Et croyez-moi, ce que je ressens est-ce que ressentent sans doute aussi tous ceux qui ont vécu ces circonstances pénibles, et ils sont de plus en plus nombreux: oui, cette répression nous fait peur, mais non, ça ne nous décourage pas de continuer à gueuler de plus belle, alors là pas du tout. Je pense même que ces injustices supplémentaires contribuent à renforcer notre solidarité, notre détermination, et carrément notre force. Ce n'est pas comme ça que les Grands de ce monde nous feront taire. Dans un sens, la réponse par la violence aveugle est toujours celle de celui qui se sent vulnérable...
On ne sait pas ce qu'on finira par obtenir, mais en tous cas on n'abandonne pas. Car c'est la seule façon d'agir, et même de vivre, en accord avec nos aspirations profondes qui, elles, sont bien ancrées en nous.

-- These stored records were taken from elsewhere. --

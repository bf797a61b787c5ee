//! Update History persistence.

use super::{write_json, StateStore, StoreError};
use crate::storage::UPDATE_HISTORY_KEY;
use crate::types::UpdateEntry;

pub const SAVE_MESSAGE: &str = "Data saved";
pub const CALENDAR_UPDATED_MESSAGE: &str = "Calendar settings updated";
pub const CALENDAR_REMOVED_MESSAGE: &str = "Calendar settings removed";

impl StateStore {
    /// Prepend a timestamped entry and persist the capped log. The
    /// in-memory log only changes once the write succeeds.
    pub fn record_history(&mut self, message: &str) -> Result<(), StoreError> {
        let mut history = self.history.clone();
        history.record(message, self.clock.now());
        write_json(self.storage.as_mut(), UPDATE_HISTORY_KEY, &history)?;
        self.history = history;
        log::debug!("history: {}", message);
        Ok(())
    }

    /// Newest entries first, at most `n`.
    pub fn recent_history(&self, n: usize) -> &[UpdateEntry] {
        self.history.recent(n)
    }
}
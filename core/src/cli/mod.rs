pub mod parse;

pub use parse::parse_args;
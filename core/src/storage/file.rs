//! File-backed storage adapter — one file per key under a data directory.
//!
//! Writes go to a temporary sibling first and are renamed into place, so a
//! reader never observes a half-written value.

use std::fs;
use std::io::ErrorKind;
use std::path::{Path, PathBuf};

use super::{validate_key, KeyValueStorage, StorageError};

#[derive(Debug, Clone)]
pub struct FileStorage {
    dir: PathBuf,
    /// Maximum total of key + value bytes, if limited.
    quota: Option<usize>,
}

impl FileStorage {
    /// Open (creating if needed) a storage directory.
    pub fn open(dir: &Path) -> Result<FileStorage, StorageError> {
        fs::create_dir_all(dir)?;
        Ok(FileStorage {
            dir: dir.to_path_buf(),
            quota: None,
        })
    }

    /// Reject writes once stored keys and values would exceed `bytes`.
    pub fn with_quota(mut self, bytes: usize) -> Self {
        self.quota = Some(bytes);
        self
    }

    /// Bytes currently used (file names plus contents), temp files excluded.
    pub fn used_bytes(&self) -> Result<usize, StorageError> {
        let mut total = 0;
        for entry in fs::read_dir(&self.dir)? {
            let entry = entry?;
            let name = entry.file_name();
            let name = name.to_string_lossy();
            if name.starts_with('.') {
                continue;
            }
            total += name.len() + entry.metadata()?.len() as usize;
        }
        Ok(total)
    }

    pub fn dir(&self) -> &Path {
        &self.dir
    }

    fn path_for(&self, key: &str) -> Result<PathBuf, StorageError> {
        validate_key(key)?;
        Ok(self.dir.join(key))
    }
}

impl KeyValueStorage for FileStorage {
    fn get(&self, key: &str) -> Result<Option<String>, StorageError> {
        let path = self.path_for(key)?;
        match fs::read_to_string(&path) {
            Ok(content) => Ok(Some(content)),
            Err(e) if e.kind() == ErrorKind::NotFound => Ok(None),
            Err(e) => Err(StorageError::Io(e)),
        }
    }

    fn set(&mut self, key: &str, value: &str) -> Result<(), StorageError> {
        let path = self.path_for(key)?;
        if let Some(limit) = self.quota {
            let existing = match fs::metadata(&path) {
                Ok(meta) => key.len() + meta.len() as usize,
                Err(e) if e.kind() == ErrorKind::NotFound => 0,
                Err(e) => return Err(StorageError::Io(e)),
            };
            let needed = self.used_bytes()? - existing + key.len() + value.len();
            if needed > limit {
                return Err(StorageError::QuotaExceeded {
                    key: key.to_string(),
                    needed,
                    limit,
                });
            }
        }
        let tmp = self.dir.join(format!(".{}.tmp", key));
        fs::write(&tmp, value)?;
        if let Err(e) = fs::rename(&tmp, &path) {
            let _ = fs::remove_file(&tmp);
            return Err(StorageError::Io(e));
        }
        log::debug!("wrote {} ({} bytes)", path.display(), value.len());
        Ok(())
    }

    fn remove(&mut self, key: &str) -> Result<(), StorageError> {
        let path = self.path_for(key)?;
        match fs::remove_file(&path) {
            Ok(()) => Ok(()),
            Err(e) if e.kind() == ErrorKind::NotFound => Ok(()),
            Err(e) => Err(StorageError::Io(e)),
        }
    }
}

Ceci est un appel de ma part, à tous ceux autour de moi, et bien d'autres encore, qui sont aussi révoltés que moi par ce qui se passe dans notre société, mais qui ne se le disent qu'entre déjà-convaincus:
en allant manifester, manifestez-vous!
J'ai conscience qu'il y a des tas d'autres choses à faire, pour essayer de "changer notre monde", mais je crois aussi que parfois, il faut sortir dans la rue. N'ayez pas peur! Se replier sur la chaleur de nos petits nids tranquilles est la pire chose à faire: ne les laissons pas oublier que le monde comme il tourne aujourd'hui ne nous convient pas. Ou il ne fera qu'évoluer dans ce sens, et on ne sera pas tranquilles longtemps...
A Bruxelles, en décembre, il y aura un sommet de l'Union Européenne, à l'occcasion duquel de grandes manifestations sont prévues. Moi, je ne serai pas en Belgique à ce moment-là. Mais pour vous, c'est cette fois-ci à portée de main, c'est le moment ou jamais de vous mobiliser. Je vous y encourage: faites-le, pas pour me faire plaisir, mais pour ne pas être en contradiction avec vos discours et vos idéaux. C'est important.